Description
This tropical smoothie blends fresh pineapple and banana with creamy coconut milk and Greek yogurt for a refreshing, nutritious drink. Perfect for breakfast or a snack, it’s customizable and can be enjoyed immediately or stored for later.
Ingredients
Scale
- 1 cup fresh pineapple chunks (or canned pineapple in juice)
- 1 ripe banana
- 1 cup coconut milk (or almond milk for a lighter option)
- 1/2 cup Greek yogurt (for creaminess and protein)
- 1 tablespoon honey or maple syrup (optional, depending on sweetness preference)
- 1/2 teaspoon vanilla extract
- 1/2 cup ice cubes (optional, for a chilled smoothie)
- Fresh mint leaves for garnish (optional)
Instructions
- Gather Your Ingredients: Start by collecting all the ingredients listed above.
- Prepare the Pineapple: If using fresh pineapple, cut it into chunks, removing the core and skin. If using canned, drain the juice and measure out the chunks.
- Peel the Banana: Peel a ripe banana; the riper it is, the sweeter your smoothie will be.
- Measure the Coconut Milk: Pour 1 cup of coconut milk into a measuring cup. Substitute with almond milk if desired.
- Scoop the Greek Yogurt: Measure out 1/2 cup of Greek yogurt for creaminess and protein.
- Prepare Optional Ingredients: Measure out 1 tablespoon of honey or maple syrup if you prefer a sweeter smoothie, and get your vanilla extract ready.

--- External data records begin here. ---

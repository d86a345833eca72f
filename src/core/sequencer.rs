use glam::Vec2;

/// Percent-based node positions forming the constellation (a heart outline).
pub const STAR_POINTS: [Vec2; 6] = [
    Vec2::new(50.0, 30.0), // top center dip
    Vec2::new(35.0, 15.0), // top left hump
    Vec2::new(15.0, 30.0), // left side
    Vec2::new(50.0, 80.0), // bottom tip
    Vec2::new(85.0, 30.0), // right side
    Vec2::new(65.0, 15.0), // top right hump
];

/// Required click order; the first node repeats at the end to close the
/// shape.
pub const DRAW_SEQUENCE: [usize; 7] = [0, 1, 2, 3, 4, 5, 0];

#[derive(Clone, Copy, Debug, PartialEq, Eq)]
pub enum Phase {
    Constellation,
    Transition,
    Orbit,
}

/// Result of offering a node click to the sequencer.
#[derive(Clone, Copy, Debug, PartialEq, Eq)]
pub enum ClickOutcome {
    /// Not the expected node (and not an opening click), or wrong phase.
    /// No state changed.
    Ignored,
    /// The click registered. `from` is the previously confirmed node (None
    /// for the opening click); `completed` is set on the final click.
    Connected {
        from: Option<usize>,
        to: usize,
        completed: bool,
    },
}

/// State machine driving Constellation → Transition → Orbit.
///
/// Phases are strictly ordered and never re-entered; both phase advances are
/// one-shot and report whether they actually fired.
pub struct PhaseSequencer {
    phase: Phase,
    sequence: Vec<usize>,
    current_step: usize,
    last_confirmed: Option<usize>,
    connected: Vec<bool>,
}

impl PhaseSequencer {
    pub fn new(node_count: usize) -> Self {
        Self::with_sequence(node_count, DRAW_SEQUENCE.to_vec())
    }

    pub fn with_sequence(node_count: usize, sequence: Vec<usize>) -> Self {
        Self {
            phase: Phase::Constellation,
            sequence,
            current_step: 0,
            last_confirmed: None,
            connected: vec![false; node_count],
        }
    }

    pub fn phase(&self) -> Phase {
        self.phase
    }

    pub fn current_step(&self) -> usize {
        self.current_step
    }

    /// Node the sequencer expects next; None once the sequence is complete.
    pub fn expected_node(&self) -> Option<usize> {
        self.sequence.get(self.current_step).copied()
    }

    pub fn is_connected(&self, node: usize) -> bool {
        self.connected.get(node).copied().unwrap_or(false)
    }

    pub fn is_complete(&self) -> bool {
        self.current_step >= self.sequence.len()
    }

    /// Offer a node click. Any node may open the sequence; after that only
    /// the exact expected node advances it. Everything else is ignored with
    /// no side effects.
    pub fn handle_click(&mut self, node: usize) -> ClickOutcome {
        if self.phase != Phase::Constellation || self.is_complete() || node >= self.connected.len()
        {
            return ClickOutcome::Ignored;
        }
        let expected = self.sequence[self.current_step];
        if node != expected && self.current_step != 0 {
            return ClickOutcome::Ignored;
        }
        let from = self.last_confirmed;
        self.connected[node] = true;
        self.last_confirmed = Some(node);
        self.current_step += 1;
        ClickOutcome::Connected {
            from,
            to: node,
            completed: self.is_complete(),
        }
    }

    /// One-shot move into the transition animation; false once past it.
    pub fn begin_transition(&mut self) -> bool {
        if self.phase == Phase::Constellation && self.is_complete() {
            self.phase = Phase::Transition;
            true
        } else {
            false
        }
    }

    /// One-shot arrival in the terminal orbit phase.
    pub fn enter_orbit(&mut self) -> bool {
        if self.phase == Phase::Transition {
            self.phase = Phase::Orbit;
            true
        } else {
            false
        }
    }
}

- Add Ingredients to Blender: In a blender, add the pineapple chunks, banana, coconut milk, Greek yogurt, honey or maple syrup (if using), and vanilla extract.
- Add Ice (Optional): For a chilled smoothie, add 1/2 cup of ice cubes.
- Blend Until Smooth: Secure the lid and blend on high speed for about 30-60 seconds until smooth and creamy. Add more coconut milk if too thick.
- Taste and Adjust: Taste the smoothie and add more honey or maple syrup if desired, blending again briefly.
- Prepare Your Glasses: Grab your favorite smoothie glasses or cups.
- Pour the Smoothie: Pour the smoothie into the prepared glasses, using a spatula to scrape out any remaining smoothie from the blender.
- Garnish (Optional): Add a sprig of fresh mint on top for garnish.
- Enjoy Immediately: Smoothies are best enjoyed fresh, so grab a straw or spoon and dig in!
Notes
- Customization: Feel free to add other fruits like berries or mango, or boost nutrition with chia seeds or flaxseeds.
- Vegan Option: Use plant-based yogurt and ensure your sweetener is vegan-friendly.
- Storage: Leftovers can be stored in an airtight container in the fridge for up to 24 hours; shake or stir before drinking.
- Meal Prep: Portion out ingredients in advance for quick blending in the morning.